Why Barbie stumbles in China
Mar. 27 (NBD) -- American fashion doll Barbie has just welcomed its 60th birthday. However, in China, the maker of Barbie was not able to replicate the success it enjoyed in the U.S. even after more than 20 years of efforts.
Mattel opened its first flagship Barbie store - the House of Barbie - in China's Shanghai in 2009. It was a six-story building that covers an area of 3,500 square meters and sold over 1,600 related products. Mattel billed it as a unique shopping center for girls.
However, it was not very well-received. In 2010, sales target of the Barbie shop was lowered by at least 30 percent. Due to a continued lackluster business performance, it was closed after less than two years of operation. After the closure, Barbie dolls are mainly sold in doll stores such as Toys "R" Us.
High price might be the primary reason that led to the shutdown of the Barbie shop as Chinese parents were price-sensitive at that time.
A toy distributor in Beijing said, "A Barbie doll costs at least 69 yuan (10.3 U.S. dollars) and at most times costs around 200 yuan (29.8 U.S. dollars). In comparison, a much prettier doll (from other brands) only sells for 30 yuan (4.5 U.S. dollars). It is clear to tell which one sells better."
Obviously, Mattel made a mistake in the Chinese market. Although it has noticed the great demand of dolls there, it overlooked the fact that Chinese parents want their children (5-16 years old) to study rather than to play.
That's why educational toys always have a ready market in China. Fisher-Price, an educational toy brand, is the best seller among toys under Mattel in China. And currently, smart toys that Mattel is developing are also educational toys.

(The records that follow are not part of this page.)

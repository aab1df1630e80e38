//! Helpers for twinpane.
//!
//! Path utilities shared by the panes, the command line and the UI:
//! - Displaying the home directory as "~"
//! - Expanding a leading "~" in typed paths
//! - Resolving typed paths against the active directory
//! - Describing a set of paths in one short line

use std::path::{MAIN_SEPARATOR, Path, PathBuf};

pub fn get_home() -> Option<PathBuf> {
    dirs::home_dir()
}

/// Shortens the home directory prefix of `path` to `~`.
pub fn shorten_home_path<P: AsRef<Path>>(path: P) -> String {
    let path = path.as_ref();
    if let Some(home_dir) = get_home()
        && let Ok(stripped) = path.strip_prefix(&home_dir)
    {
        if stripped.as_os_str().is_empty() {
            return "~".to_string();
        }
        return format!("~{}{}", MAIN_SEPARATOR, stripped.display());
    }
    path.display().to_string()
}

/// Expands `~` and `~/...` to the home directory. Other input is returned as is.
pub fn expand_home_path(input: &str) -> PathBuf {
    if input == "~" {
        return get_home().unwrap_or_else(|| PathBuf::from(input));
    }
    if let Some(rest) = input.strip_prefix("~/")
        && let Some(home) = get_home()
    {
        return home.join(rest);
    }
    PathBuf::from(input)
}

/// Resolves a path typed by the user relative to `base`.
pub fn resolve_path(base: &Path, input: &str) -> PathBuf {
    let expanded = expand_home_path(input.trim());
    if expanded.is_absolute() {
        expanded
    } else {
        base.join(expanded)
    }
}

/// `'name'` for a single path, `N items` otherwise.
pub fn describe_paths(paths: &[PathBuf]) -> String {
    match paths {
        [one] => format!(
            "'{}'",
            one.file_name()
                .map_or_else(|| one.display().to_string(), |n| n.to_string_lossy().into_owned())
        ),
        many => format!("{} items", many.len()),
    }
}

#[cfg(test)]
mod tests {
    use super::*;

    #[test]
    fn relative_and_absolute_paths() {
        let base = Path::new("/srv/data");
        assert_eq!(resolve_path(base, "logs"), PathBuf::from("/srv/data/logs"));
        assert_eq!(resolve_path(base, " /etc "), PathBuf::from("/etc"));
        assert_eq!(resolve_path(base, ".."), PathBuf::from("/srv/data/.."));
    }

    #[test]
    fn home_round_trip() {
        let Some(home) = get_home() else {
            return;
        };
        assert_eq!(expand_home_path("~"), home);
        assert_eq!(shorten_home_path(&home), "~");
        let docs = expand_home_path("~/docs");
        assert_eq!(docs, home.join("docs"));
        assert_eq!(shorten_home_path(&docs), format!("~{MAIN_SEPARATOR}docs"));
    }

    #[test]
    fn describes_paths() {
        assert_eq!(describe_paths(&[PathBuf::from("/a/b.txt")]), "'b.txt'");
        assert_eq!(
            describe_paths(&[PathBuf::from("/a"), PathBuf::from("/b")]),
            "2 items"
        );
    }
}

In addition, Barbie failed to become a cultural icon in China. It is simply an American consumption icon just like Coco Cola, McDonald's and KFC. The independent image of Barbie that its inventor Ruth Handler has created didn't win favor of Chinese consumers.
Actually, Mattel once launched a localized Barbie called "Ling" with black hair and in Chinese attire, but consumers believed that it was a Chinese girl in the eyes of Americans. To attract Chinese consumers, the company also made Barbie dolls based on the images of actresses Fan Bingbing and Guan Xiaotong, former female Chinese volleyball player Hui Ruoqi and ballet dancer Tan Yuanyuan. However, Mattel's market share in China still lags behind that of its rival Lego.
Moreover, the sexy appearance of Barbie is deemed as an "original sin" in China where sex education develops later than other countries. Barbie's curvy body and sexy clothes go too far for many moms. And a lot of parents refuse to buy Ken, Barbie's boyfriend, for their children as they cannot accept their children to change clothes for a naked doll boy.
Not only in China, Barbie is also losing ground in the U.S. and European countries. It is noticed that worldwide sales of Barbie dolls fell 20 percent from 2012 to 2014. And Mattel was replaced by Lego as the largest toy maker in the world in 2014.
Hasbro, another toy maker, made handsome profits through developing dolls based on Disney Princess characters. U.S. magazine Time said Mattel missed the opportunity to work with Disney and that would cost it 500 million U.S. dollars.
With the sales of Barbie declining, on the one hand, Mattel is developing smart toys, such as a holographic Barbie or a sound-controlled Barbie house. On the other hand, the company tries to develop movie IPs. Last year, it set up a movie department, trying to transform from a toy maker to an entertainment licensing company.
In the past years, Barbie stayed as a story-teller, while its rival Lego has developed movies to win the hearts of consumers.